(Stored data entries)
· · · · ·

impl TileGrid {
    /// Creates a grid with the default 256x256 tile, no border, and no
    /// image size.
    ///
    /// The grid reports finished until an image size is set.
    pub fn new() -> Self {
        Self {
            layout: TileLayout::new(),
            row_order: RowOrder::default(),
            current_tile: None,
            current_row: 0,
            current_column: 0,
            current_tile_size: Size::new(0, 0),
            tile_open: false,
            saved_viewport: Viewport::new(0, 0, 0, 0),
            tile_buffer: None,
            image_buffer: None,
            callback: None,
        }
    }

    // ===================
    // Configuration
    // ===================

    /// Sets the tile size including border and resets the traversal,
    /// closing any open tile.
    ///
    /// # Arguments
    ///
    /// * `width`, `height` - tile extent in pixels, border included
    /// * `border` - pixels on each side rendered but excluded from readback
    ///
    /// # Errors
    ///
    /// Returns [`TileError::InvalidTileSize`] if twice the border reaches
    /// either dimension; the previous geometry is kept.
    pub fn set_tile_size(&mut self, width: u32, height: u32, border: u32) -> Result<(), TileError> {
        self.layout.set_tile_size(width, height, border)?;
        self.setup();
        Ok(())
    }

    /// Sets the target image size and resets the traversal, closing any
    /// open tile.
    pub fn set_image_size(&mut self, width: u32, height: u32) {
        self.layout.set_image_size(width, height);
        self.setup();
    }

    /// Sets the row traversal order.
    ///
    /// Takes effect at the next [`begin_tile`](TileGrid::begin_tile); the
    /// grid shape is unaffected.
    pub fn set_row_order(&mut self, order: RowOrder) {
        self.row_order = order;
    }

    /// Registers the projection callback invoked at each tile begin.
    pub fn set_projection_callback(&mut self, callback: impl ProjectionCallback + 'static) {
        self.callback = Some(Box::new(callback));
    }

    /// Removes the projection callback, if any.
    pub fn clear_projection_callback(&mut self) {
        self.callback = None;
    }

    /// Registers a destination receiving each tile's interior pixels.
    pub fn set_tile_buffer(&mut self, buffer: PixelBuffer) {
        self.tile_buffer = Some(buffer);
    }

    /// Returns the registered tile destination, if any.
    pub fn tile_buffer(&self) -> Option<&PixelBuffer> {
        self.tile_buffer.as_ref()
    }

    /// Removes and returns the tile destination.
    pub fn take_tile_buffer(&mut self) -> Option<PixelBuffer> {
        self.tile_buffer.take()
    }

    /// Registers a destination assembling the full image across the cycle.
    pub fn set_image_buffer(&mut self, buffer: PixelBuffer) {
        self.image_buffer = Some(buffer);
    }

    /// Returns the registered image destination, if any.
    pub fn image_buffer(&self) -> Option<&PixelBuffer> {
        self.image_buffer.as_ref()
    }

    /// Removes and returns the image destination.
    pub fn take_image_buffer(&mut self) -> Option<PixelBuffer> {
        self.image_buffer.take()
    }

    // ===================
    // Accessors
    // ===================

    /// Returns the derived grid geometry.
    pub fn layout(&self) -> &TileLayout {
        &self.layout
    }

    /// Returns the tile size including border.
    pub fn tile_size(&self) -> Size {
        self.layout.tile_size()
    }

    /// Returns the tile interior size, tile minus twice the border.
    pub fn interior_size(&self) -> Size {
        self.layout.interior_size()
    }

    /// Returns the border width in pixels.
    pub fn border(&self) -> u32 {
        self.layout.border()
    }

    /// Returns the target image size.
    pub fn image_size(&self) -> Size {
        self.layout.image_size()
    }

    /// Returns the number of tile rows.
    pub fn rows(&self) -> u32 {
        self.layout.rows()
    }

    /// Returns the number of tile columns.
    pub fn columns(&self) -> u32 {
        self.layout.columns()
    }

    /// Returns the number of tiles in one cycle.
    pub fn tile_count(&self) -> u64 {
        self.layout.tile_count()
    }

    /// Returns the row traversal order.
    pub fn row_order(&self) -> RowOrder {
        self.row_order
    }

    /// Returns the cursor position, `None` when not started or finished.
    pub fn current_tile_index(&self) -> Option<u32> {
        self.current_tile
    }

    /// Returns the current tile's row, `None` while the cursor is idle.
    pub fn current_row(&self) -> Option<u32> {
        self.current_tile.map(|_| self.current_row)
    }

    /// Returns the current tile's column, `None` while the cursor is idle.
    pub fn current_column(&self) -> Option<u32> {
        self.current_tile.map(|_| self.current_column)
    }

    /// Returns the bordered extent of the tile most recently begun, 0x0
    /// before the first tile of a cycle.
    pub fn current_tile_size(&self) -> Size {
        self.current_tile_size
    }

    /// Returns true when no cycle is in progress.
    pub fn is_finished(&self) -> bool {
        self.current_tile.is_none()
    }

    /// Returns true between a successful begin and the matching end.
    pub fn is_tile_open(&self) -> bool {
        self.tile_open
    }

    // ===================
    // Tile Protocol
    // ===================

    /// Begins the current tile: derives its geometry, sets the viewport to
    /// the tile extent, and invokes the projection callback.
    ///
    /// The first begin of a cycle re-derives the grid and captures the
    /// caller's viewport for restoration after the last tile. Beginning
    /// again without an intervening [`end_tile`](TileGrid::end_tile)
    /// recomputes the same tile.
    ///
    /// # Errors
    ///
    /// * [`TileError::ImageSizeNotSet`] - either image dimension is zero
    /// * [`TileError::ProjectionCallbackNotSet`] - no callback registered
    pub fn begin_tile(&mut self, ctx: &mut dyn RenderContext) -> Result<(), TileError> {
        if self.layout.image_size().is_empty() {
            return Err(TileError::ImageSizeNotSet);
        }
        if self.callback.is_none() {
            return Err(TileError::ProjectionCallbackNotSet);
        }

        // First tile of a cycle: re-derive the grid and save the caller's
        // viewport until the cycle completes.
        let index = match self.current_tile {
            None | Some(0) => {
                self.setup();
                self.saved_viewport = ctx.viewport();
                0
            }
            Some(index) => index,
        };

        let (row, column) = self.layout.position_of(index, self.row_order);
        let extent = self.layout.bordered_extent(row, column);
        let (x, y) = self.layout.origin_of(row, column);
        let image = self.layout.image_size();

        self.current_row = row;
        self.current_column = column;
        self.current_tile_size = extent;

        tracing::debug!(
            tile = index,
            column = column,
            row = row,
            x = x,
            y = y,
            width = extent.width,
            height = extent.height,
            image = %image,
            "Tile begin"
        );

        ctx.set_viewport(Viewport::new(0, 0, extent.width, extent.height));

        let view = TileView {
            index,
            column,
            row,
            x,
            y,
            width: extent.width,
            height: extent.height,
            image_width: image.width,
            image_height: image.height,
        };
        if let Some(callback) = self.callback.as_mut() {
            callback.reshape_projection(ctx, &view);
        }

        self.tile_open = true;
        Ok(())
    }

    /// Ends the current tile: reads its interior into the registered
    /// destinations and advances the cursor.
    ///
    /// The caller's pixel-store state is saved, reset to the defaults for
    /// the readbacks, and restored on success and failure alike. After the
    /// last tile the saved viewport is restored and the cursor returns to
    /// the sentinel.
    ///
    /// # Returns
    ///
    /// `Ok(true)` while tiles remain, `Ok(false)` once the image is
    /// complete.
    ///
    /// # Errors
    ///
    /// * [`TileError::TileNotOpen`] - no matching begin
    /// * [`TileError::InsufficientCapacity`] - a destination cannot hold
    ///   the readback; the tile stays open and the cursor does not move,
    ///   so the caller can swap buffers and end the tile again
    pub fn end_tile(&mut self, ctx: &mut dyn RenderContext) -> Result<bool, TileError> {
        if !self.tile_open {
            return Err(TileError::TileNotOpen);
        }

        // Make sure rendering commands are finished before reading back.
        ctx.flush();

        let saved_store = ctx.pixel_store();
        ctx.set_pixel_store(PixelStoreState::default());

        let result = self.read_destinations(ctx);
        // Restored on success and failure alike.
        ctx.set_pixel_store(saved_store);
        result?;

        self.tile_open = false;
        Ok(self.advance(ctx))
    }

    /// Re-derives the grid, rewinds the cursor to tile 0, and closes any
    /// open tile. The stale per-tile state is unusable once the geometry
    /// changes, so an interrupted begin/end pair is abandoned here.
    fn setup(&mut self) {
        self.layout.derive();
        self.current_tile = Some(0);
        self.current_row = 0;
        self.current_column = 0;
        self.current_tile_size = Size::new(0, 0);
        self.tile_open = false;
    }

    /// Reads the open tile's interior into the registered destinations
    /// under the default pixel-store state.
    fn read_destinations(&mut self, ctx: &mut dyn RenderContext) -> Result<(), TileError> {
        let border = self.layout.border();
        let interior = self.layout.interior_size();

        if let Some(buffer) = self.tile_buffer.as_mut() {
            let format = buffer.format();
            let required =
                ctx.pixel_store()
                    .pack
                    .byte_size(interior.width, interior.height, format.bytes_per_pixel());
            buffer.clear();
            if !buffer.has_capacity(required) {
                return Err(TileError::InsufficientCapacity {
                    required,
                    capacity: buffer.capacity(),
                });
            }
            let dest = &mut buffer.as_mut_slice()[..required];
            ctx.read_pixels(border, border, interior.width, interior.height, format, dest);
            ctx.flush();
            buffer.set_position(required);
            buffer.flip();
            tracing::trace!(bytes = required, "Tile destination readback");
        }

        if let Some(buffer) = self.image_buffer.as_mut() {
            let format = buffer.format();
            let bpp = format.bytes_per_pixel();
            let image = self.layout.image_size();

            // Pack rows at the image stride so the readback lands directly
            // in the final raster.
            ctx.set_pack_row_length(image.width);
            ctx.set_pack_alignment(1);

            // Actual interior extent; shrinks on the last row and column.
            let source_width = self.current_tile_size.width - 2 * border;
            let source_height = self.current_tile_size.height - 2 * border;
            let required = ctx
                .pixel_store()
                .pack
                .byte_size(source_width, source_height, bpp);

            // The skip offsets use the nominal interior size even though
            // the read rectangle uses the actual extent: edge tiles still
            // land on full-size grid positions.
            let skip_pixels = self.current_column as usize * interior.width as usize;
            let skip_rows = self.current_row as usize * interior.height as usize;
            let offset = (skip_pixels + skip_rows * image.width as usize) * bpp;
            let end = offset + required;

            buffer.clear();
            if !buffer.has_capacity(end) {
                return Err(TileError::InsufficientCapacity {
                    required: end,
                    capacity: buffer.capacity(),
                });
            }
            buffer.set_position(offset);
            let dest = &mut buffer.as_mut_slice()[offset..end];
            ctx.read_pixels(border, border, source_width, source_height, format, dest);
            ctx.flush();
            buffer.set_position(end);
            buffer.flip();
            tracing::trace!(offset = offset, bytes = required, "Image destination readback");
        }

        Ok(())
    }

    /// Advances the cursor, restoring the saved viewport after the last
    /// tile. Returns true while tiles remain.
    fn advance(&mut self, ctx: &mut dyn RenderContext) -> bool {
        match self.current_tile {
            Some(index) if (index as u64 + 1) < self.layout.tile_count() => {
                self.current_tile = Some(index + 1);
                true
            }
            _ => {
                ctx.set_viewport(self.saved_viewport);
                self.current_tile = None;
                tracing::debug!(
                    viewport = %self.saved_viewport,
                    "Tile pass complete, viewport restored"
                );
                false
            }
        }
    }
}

· · · · ·

Task details:
Please give again the lines above between the line holding "let source_height = self.current_tile_size.height" and the line holding "size even though", inclusive, exactly as they are and with nothing added.

Result below:
            let source_height = self.current_tile_size.height - 2 * border;
            let required = ctx
                .pixel_store()
                .pack
                .byte_size(source_width, source_height, bpp);

            // The skip offsets use the nominal interior size even though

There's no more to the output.